Data for this task:
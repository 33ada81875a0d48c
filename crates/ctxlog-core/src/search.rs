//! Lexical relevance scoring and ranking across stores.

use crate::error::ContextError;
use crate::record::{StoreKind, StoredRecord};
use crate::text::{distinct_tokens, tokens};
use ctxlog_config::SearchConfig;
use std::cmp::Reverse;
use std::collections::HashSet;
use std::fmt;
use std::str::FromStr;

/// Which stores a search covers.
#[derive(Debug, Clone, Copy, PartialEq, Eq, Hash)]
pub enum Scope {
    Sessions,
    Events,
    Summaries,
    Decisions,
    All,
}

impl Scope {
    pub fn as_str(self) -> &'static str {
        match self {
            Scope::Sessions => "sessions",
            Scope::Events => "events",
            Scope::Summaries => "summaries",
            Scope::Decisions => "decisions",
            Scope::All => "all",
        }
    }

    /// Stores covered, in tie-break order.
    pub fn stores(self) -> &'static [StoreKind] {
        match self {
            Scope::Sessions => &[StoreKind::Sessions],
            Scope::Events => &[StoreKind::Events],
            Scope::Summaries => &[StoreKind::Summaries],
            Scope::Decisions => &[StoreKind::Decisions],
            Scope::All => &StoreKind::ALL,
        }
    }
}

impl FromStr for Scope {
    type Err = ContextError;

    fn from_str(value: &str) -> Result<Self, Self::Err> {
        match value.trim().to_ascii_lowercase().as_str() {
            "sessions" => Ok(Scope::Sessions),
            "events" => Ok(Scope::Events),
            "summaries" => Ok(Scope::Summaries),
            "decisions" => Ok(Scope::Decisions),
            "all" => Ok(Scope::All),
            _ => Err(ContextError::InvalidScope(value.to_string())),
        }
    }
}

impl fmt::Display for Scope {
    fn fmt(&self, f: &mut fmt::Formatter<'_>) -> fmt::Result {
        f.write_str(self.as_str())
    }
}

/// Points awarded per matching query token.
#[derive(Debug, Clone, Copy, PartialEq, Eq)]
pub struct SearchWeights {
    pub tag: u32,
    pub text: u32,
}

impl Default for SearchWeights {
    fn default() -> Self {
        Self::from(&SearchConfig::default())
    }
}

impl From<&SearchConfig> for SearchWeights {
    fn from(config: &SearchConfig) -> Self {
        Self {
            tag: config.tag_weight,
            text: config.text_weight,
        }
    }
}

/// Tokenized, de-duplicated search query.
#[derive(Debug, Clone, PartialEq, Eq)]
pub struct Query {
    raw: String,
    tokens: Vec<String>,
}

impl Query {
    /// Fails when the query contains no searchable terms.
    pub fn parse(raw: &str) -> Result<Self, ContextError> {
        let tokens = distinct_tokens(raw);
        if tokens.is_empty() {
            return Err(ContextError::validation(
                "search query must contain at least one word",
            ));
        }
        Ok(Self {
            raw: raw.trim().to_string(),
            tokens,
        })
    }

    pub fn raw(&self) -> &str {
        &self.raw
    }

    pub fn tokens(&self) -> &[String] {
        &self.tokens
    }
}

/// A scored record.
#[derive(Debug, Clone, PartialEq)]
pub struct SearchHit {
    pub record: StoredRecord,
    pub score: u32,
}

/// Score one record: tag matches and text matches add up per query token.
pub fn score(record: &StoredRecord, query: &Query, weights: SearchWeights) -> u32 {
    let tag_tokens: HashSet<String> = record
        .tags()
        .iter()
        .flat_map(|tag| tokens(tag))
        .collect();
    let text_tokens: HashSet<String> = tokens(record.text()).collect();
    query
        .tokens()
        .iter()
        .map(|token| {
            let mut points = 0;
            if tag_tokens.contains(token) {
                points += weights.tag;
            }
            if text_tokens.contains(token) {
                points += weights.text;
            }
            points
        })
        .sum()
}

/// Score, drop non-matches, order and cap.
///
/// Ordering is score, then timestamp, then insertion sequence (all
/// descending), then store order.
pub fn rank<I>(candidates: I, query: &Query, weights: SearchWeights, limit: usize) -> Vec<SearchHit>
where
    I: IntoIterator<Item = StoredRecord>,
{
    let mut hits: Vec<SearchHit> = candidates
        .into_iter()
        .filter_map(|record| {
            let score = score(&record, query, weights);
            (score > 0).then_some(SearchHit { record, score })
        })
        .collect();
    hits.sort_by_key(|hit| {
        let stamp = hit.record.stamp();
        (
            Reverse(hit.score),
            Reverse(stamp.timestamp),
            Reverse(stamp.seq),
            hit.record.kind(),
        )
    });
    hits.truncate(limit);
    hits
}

...

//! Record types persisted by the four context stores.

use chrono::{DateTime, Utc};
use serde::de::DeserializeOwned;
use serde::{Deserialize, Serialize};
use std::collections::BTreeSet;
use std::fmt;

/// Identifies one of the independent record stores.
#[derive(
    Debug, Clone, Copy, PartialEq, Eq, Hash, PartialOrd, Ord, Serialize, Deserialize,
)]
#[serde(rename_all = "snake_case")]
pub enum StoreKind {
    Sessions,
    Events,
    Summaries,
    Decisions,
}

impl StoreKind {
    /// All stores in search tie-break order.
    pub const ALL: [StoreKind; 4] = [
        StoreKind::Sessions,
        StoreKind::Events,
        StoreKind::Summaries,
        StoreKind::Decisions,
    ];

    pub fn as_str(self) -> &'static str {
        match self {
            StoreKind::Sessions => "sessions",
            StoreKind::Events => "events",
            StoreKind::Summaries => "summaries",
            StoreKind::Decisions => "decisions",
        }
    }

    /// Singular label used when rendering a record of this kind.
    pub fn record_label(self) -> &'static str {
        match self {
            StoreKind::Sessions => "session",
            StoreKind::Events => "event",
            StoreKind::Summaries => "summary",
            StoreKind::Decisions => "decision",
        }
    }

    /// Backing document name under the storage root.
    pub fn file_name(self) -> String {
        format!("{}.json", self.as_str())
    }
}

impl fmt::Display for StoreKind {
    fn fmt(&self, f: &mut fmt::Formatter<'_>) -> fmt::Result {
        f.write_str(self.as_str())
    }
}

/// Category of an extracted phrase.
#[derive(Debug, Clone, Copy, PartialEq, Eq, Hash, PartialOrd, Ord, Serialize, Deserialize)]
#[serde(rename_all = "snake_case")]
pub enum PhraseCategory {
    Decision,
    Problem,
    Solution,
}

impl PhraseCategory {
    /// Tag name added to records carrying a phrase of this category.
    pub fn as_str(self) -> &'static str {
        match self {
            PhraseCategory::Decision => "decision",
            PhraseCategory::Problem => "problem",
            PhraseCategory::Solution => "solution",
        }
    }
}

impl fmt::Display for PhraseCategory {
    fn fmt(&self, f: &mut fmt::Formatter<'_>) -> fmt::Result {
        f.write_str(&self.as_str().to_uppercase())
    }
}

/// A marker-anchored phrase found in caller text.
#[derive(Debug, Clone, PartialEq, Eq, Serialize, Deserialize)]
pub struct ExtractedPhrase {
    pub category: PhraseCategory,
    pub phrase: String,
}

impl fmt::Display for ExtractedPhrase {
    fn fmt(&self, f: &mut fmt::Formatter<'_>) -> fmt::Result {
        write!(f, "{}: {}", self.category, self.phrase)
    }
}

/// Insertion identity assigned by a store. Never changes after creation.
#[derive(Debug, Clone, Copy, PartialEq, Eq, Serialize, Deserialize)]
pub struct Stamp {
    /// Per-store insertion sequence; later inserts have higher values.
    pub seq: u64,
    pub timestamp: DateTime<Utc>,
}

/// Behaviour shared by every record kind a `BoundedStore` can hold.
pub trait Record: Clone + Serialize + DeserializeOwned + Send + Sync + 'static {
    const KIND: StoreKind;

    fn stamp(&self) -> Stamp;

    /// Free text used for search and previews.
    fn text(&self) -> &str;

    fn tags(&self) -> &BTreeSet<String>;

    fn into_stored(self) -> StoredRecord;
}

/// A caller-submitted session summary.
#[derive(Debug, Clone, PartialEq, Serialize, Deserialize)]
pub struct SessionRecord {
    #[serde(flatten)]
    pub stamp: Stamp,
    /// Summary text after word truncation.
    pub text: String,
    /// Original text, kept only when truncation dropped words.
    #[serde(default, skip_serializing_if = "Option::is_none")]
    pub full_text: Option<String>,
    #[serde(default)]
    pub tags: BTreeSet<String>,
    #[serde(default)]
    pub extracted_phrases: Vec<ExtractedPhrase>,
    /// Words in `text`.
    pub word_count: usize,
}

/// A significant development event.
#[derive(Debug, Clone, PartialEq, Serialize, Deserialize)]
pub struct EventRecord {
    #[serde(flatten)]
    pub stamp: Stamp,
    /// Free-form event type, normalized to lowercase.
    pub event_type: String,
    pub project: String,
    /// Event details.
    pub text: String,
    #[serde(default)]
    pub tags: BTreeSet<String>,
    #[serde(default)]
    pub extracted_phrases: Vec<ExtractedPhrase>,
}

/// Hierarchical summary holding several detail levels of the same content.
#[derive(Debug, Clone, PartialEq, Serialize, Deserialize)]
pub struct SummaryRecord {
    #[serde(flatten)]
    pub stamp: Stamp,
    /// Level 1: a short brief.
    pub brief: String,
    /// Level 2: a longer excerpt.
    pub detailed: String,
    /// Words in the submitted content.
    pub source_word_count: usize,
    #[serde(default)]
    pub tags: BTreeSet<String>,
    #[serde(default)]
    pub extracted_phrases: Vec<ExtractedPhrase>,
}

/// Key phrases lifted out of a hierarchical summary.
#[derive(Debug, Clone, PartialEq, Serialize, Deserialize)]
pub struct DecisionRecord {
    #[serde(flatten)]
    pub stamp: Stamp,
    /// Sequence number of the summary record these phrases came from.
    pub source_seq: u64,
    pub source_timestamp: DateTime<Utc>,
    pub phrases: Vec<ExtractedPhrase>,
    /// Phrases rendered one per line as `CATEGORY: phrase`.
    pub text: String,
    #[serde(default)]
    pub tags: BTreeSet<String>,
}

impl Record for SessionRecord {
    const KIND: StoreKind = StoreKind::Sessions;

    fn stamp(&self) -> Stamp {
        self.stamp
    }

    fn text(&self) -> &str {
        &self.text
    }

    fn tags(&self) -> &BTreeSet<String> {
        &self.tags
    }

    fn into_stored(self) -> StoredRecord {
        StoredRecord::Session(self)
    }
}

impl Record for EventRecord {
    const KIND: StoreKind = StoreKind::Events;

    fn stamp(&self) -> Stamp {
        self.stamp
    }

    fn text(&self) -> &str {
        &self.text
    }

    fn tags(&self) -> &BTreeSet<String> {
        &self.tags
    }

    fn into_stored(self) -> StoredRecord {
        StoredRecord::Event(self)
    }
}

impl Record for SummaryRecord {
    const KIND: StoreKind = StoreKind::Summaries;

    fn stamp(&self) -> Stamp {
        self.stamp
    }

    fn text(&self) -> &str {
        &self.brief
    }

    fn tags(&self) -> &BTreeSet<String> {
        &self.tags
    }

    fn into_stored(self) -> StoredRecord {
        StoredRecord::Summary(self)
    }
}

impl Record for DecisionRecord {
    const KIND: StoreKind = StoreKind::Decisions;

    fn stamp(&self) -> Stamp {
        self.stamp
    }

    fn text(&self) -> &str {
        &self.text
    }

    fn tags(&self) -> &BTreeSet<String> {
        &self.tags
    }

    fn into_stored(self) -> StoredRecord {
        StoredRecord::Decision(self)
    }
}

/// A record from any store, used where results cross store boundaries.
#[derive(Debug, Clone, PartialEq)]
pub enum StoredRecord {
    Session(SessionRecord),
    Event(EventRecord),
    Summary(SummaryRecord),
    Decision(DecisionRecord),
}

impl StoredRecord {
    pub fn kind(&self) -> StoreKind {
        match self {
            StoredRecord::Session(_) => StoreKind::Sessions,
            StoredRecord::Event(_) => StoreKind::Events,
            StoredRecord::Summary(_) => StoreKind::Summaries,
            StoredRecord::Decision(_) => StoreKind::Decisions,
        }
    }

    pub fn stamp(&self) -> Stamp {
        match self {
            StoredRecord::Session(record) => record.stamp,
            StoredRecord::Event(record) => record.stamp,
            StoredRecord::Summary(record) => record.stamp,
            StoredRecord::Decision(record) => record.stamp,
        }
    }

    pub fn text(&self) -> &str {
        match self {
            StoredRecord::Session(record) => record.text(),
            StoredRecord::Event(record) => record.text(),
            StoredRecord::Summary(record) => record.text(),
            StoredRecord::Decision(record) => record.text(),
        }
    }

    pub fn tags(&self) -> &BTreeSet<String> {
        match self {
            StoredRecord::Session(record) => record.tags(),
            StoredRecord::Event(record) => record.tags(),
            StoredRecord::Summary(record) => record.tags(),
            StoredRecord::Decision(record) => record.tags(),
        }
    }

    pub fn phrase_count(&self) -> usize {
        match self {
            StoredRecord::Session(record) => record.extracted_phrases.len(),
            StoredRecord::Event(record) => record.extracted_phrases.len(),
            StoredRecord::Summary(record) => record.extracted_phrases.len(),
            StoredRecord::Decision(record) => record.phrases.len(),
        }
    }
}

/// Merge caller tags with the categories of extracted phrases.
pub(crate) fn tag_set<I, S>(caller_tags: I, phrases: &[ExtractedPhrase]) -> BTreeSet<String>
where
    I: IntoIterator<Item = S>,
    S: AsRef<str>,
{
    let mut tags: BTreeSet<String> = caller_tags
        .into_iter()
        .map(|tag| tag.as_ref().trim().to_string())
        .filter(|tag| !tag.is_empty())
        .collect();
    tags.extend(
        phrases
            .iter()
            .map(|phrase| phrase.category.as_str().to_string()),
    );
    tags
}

---

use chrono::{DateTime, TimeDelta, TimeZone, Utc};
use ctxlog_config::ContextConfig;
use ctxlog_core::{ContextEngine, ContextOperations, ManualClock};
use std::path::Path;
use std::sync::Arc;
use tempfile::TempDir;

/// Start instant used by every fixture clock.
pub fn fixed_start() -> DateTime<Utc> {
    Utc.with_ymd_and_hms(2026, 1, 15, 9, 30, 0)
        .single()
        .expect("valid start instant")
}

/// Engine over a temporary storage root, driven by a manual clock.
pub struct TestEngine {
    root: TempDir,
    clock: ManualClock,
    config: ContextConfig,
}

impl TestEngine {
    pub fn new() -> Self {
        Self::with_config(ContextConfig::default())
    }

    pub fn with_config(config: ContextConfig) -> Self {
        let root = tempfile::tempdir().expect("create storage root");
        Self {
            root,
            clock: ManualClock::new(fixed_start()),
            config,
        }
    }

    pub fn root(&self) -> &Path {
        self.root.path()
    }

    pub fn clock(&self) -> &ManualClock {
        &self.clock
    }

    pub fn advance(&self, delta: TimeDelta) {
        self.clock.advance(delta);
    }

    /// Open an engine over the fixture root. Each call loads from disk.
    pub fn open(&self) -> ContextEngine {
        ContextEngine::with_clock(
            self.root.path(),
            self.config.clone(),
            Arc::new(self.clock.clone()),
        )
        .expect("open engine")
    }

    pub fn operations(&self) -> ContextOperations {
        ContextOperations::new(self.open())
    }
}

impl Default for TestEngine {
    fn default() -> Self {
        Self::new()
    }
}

What needs to be done: Pull out all lines in the data above that include "SummaryRecord".

Exercise answer:
pub struct SummaryRecord {
impl Record for SummaryRecord {
    Summary(SummaryRecord),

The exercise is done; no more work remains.